WT U2OS and U2OS MFN2 KO cells, a gift from Dr. Edward A Fon (7) (McGill University, Canada), were grown in DMEM high-glucose media (11965118; Gibco) supplemented with 10% FBS. A retrovirus plasmid containing the MFN2 open reading frame followed by an internal ribosomal entry site and mitochondria-targeted mNeonGreen was constructed through VectorBuilder (VB230626-1399nzw). A version of the plasmid with the Q367H variant was generated using in-fusion mutagenesis (638951; Takara Bio). Retrovirus was generated by transfecting Phoenix cells with WT or Q367H plasmids using Lipofectamine 3000 transfection (L3000015; Thermo Fisher Scientific). U2OS MFN2 KO cells were then transduced with retrovirus, and cells were sorted for mNeonGreen fluorescence using fluorescence-activated cell sorting (SH800; Sony). Endogenous levels of MFN2 expression were confirmed by immunoblotting, and these stable lines re-expressing either WT MFN2 or the Q367H variant were used for subsequent analysis.

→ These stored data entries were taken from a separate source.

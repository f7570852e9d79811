// Tempo - Metronome tempo, meter and sound settings

use serde::{Deserialize, Serialize};
use std::fmt;
use std::str::FromStr;
use std::time::Duration;

/// Tempo in beats per minute, clamped to the practice range
#[derive(Debug, Clone, Copy, PartialEq, Eq, PartialOrd, Ord, Hash, Serialize, Deserialize)]
#[serde(from = "u32", into = "u32")]
pub struct Tempo {
    bpm: u32,
}

impl Tempo {
    pub const MIN_BPM: u32 = 40;
    pub const MAX_BPM: u32 = 240;

    /// Out-of-range values are clamped, never rejected
    pub fn new(bpm: u32) -> Self {
        Self {
            bpm: bpm.clamp(Self::MIN_BPM, Self::MAX_BPM),
        }
    }

    pub fn bpm(&self) -> u32 {
        self.bpm
    }

    /// Tempo moved by `delta` BPM, clamped
    pub fn offset(&self, delta: i32) -> Self {
        Self::new(self.bpm.saturating_add_signed(delta))
    }

    /// Duration of one beat (60000 ms / bpm)
    pub fn beat_duration(&self) -> Duration {
        Duration::from_secs(60) / self.bpm
    }
}

impl Default for Tempo {
    fn default() -> Self {
        Self::new(120)
    }
}

impl From<u32> for Tempo {
    fn from(bpm: u32) -> Self {
        Self::new(bpm)
    }
}

impl From<Tempo> for u32 {
    fn from(tempo: Tempo) -> Self {
        tempo.bpm
    }
}

impl fmt::Display for Tempo {
    fn fmt(&self, f: &mut fmt::Formatter<'_>) -> fmt::Result {
        write!(f, "{} BPM", self.bpm)
    }
}

/// Supported meters; only the accent cycle length depends on it.
/// Serialized as its "n/d" string.
#[derive(Debug, Clone, Copy, PartialEq, Eq, Hash, Default, Serialize, Deserialize)]
#[serde(try_from = "String", into = "String")]
pub enum TimeSignature {
    TwoFour,
    ThreeFour,
    #[default]
    FourFour,
    SixEight,
}

impl TimeSignature {
    pub const ALL: [TimeSignature; 4] = [
        TimeSignature::FourFour,
        TimeSignature::ThreeFour,
        TimeSignature::SixEight,
        TimeSignature::TwoFour,
    ];

    /// Number of clicks in one measure
    pub fn beats_per_measure(&self) -> u32 {
        match self {
            TimeSignature::TwoFour => 2,
            TimeSignature::ThreeFour => 3,
            TimeSignature::FourFour => 4,
            TimeSignature::SixEight => 6,
        }
    }

    pub fn as_str(&self) -> &'static str {
        match self {
            TimeSignature::TwoFour => "2/4",
            TimeSignature::ThreeFour => "3/4",
            TimeSignature::FourFour => "4/4",
            TimeSignature::SixEight => "6/8",
        }
    }
}

impl fmt::Display for TimeSignature {
    fn fmt(&self, f: &mut fmt::Formatter<'_>) -> fmt::Result {
        f.write_str(self.as_str())
    }
}

impl FromStr for TimeSignature {
    type Err = String;

    fn from_str(s: &str) -> Result<Self, Self::Err> {
        TimeSignature::ALL
            .into_iter()
            .find(|sig| sig.as_str() == s.trim())
            .ok_or_else(|| format!("Unsupported time signature: {}", s))
    }
}

impl TryFrom<String> for TimeSignature {
    type Error = String;

    fn try_from(s: String) -> Result<Self, Self::Error> {
        s.parse()
    }
}

impl From<TimeSignature> for String {
    fn from(time_signature: TimeSignature) -> Self {
        time_signature.as_str().to_string()
    }
}

/// Synthesized click timbre
#[derive(Debug, Clone, Copy, PartialEq, Eq, Hash, Default, Serialize, Deserialize)]
#[serde(rename_all = "lowercase")]
pub enum SoundType {
    #[default]
    Wood,
    Mechanical,
    Digital,
}

impl SoundType {
    pub const ALL: [SoundType; 3] = [SoundType::Wood, SoundType::Mechanical, SoundType::Digital];

    /// Cycle wood → mechanical → digital → wood
    pub fn next(&self) -> Self {
        match self {
            SoundType::Wood => SoundType::Mechanical,
            SoundType::Mechanical => SoundType::Digital,
            SoundType::Digital => SoundType::Wood,
        }
    }

    pub fn as_str(&self) -> &'static str {
        match self {
            SoundType::Wood => "wood",
            SoundType::Mechanical => "mechanical",
            SoundType::Digital => "digital",
        }
    }
}

impl fmt::Display for SoundType {
    fn fmt(&self, f: &mut fmt::Formatter<'_>) -> fmt::Result {
        f.write_str(self.as_str())
    }
}

impl FromStr for SoundType {
    type Err = String;

    /// Unknown names (including the legacy "click") map to wood
    fn from_str(s: &str) -> Result<Self, Self::Err> {
        Ok(SoundType::ALL
            .into_iter()
            .find(|sound| sound.as_str().eq_ignore_ascii_case(s.trim()))
            .unwrap_or_default())
    }
}

/// Click on the first beat of the measure vs the other beats
#[derive(Debug, Clone, Copy, PartialEq, Eq, Hash)]
pub enum ClickType {
    Accent,
    Regular,
}

/// Metronome settings
#[derive(Debug, Clone, Copy, PartialEq, Eq, Serialize, Deserialize)]
#[serde(default)]
pub struct MetronomeConfig {
    pub tempo: Tempo,
    pub time_signature: TimeSignature,
    pub accent_first: bool,
    /// 0-100
    pub volume: u8,
    pub sound_type: SoundType,
}

impl Default for MetronomeConfig {
    fn default() -> Self {
        Self {
            tempo: Tempo::default(),
            time_signature: TimeSignature::FourFour,
            accent_first: true,
            volume: 80,
            sound_type: SoundType::Wood,
        }
    }
}

impl MetronomeConfig {
    /// Click to play at a 0-based position within the measure
    pub fn click_for(&self, position: u32) -> ClickType {
        if self.accent_first && position == 0 {
            ClickType::Accent
        } else {
            ClickType::Regular
        }
    }

    /// Volume as a gain in [0, 1]
    pub fn gain(&self) -> f32 {
        self.volume.min(100) as f32 / 100.0
    }
}

#[cfg(test)]
mod tests {
    use super::*;

    #[test]
    fn test_tempo_clamp() {
        assert_eq!(Tempo::new(10).bpm(), 40);
        assert_eq!(Tempo::new(500).bpm(), 240);
        assert_eq!(Tempo::new(120).offset(5).bpm(), 125);
        assert_eq!(Tempo::new(42).offset(-5).bpm(), 40);
        assert_eq!(Tempo::new(238).offset(5).bpm(), 240);
    }

    #[test]
    fn test_beat_duration() {
        assert_eq!(Tempo::new(120).beat_duration(), Duration::from_millis(500));
        assert_eq!(Tempo::new(60).beat_duration(), Duration::from_secs(1));
    }

    #[test]
    fn test_time_signature() {
        assert_eq!(TimeSignature::SixEight.beats_per_measure(), 6);
        assert_eq!("3/4".parse::<TimeSignature>(), Ok(TimeSignature::ThreeFour));
        assert!("5/4".parse::<TimeSignature>().is_err());
        assert_eq!(TimeSignature::TwoFour.to_string(), "2/4");
    }

    #[test]
    fn test_sound_cycle() {
        let mut sound = SoundType::Wood;
        sound = sound.next();
        assert_eq!(sound, SoundType::Mechanical);
        sound = sound.next();
        assert_eq!(sound, SoundType::Digital);
        assert_eq!(sound.next(), SoundType::Wood);
        assert_eq!("click".parse::<SoundType>(), Ok(SoundType::Wood));
        assert_eq!("Digital".parse::<SoundType>(), Ok(SoundType::Digital));
    }

    #[test]
    fn test_click_for() {
        let mut config = MetronomeConfig::default();
        assert_eq!(config.click_for(0), ClickType::Accent);
        assert_eq!(config.click_for(1), ClickType::Regular);
        config.accent_first = false;
        assert_eq!(config.click_for(0), ClickType::Regular);
    }

    #[test]
    fn test_config_ron() {
        let text = "(tempo: 300, time_signature: \"6/8\", sound_type: digital)";
        let config: MetronomeConfig = ron::from_str(text).unwrap();
        assert_eq!(config.tempo.bpm(), 240);
        assert_eq!(config.time_signature, TimeSignature::SixEight);
        assert_eq!(config.sound_type, SoundType::Digital);
        assert!(config.accent_first);
        assert_eq!(config.volume, 80);

        let text = ron::to_string(&config).unwrap();
        assert!(text.contains("\"6/8\""));
        assert_eq!(ron::from_str::<MetronomeConfig>(&text).unwrap(), config);
    }
}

Mitochondrial morphology analysis

Mitochondrial morphology was analysed by immunostaining as described previously (77 Preprint), where 30,000 cells were grown in 12-mm coverslips for 24 h and subsequently fixed by 4% PFA for 20 min at 37°C. Cells were permeabilized using 0.1% Triton X-100 (J00105; MP Biomedicals) and blocked using 5% FBS. The OMM protein TOMM20 was chosen to visualize the mitochondrial network, where cells were incubated with mouse anti-TOMM20 (F-10, RRID: AB_628381; Santa Cruz Biotechnology) overnight, then subsequently probed with goat anti-mouse secondary antibody conjugated with Alexa Fluor 488 (A-11029; Thermo Fisher Scientific). Coverslips were then mounted on glass slides using ProLong Diamond Antifade Mountant with DAPI (P36966; Invitrogen).

Oxygen consumption rate

The cellular oxygen consumption rate assay for control and patient fibroblasts was performed as previously described (78). Briefly, 40,000 cells were seeded in wells of the XF-24 plates (Agilent). The media on the plates were replaced 24 h later with Seahorse XF Base Medium, supplemented with 1 mM pyruvate, 2 mM glutamine, and 10 mM glucose, and brought to pH 7.4. Post-incubation for 45 min with CO2, cells were loaded into Seahorse XF24 Analyzer. Oxygen consumption rates were measured at three time points, after administration of oligomycin (0.5 μM), carbonyl cyanide-p-trifluoromethoxyphenylhydrazone (FCCP) (1 μM), and antimycin A (0.5 μM). After the experiment, cells in each well were lysed with Pierce RIPA buffer and the total protein for each well was quantified with BCA assays, for normalization purposes.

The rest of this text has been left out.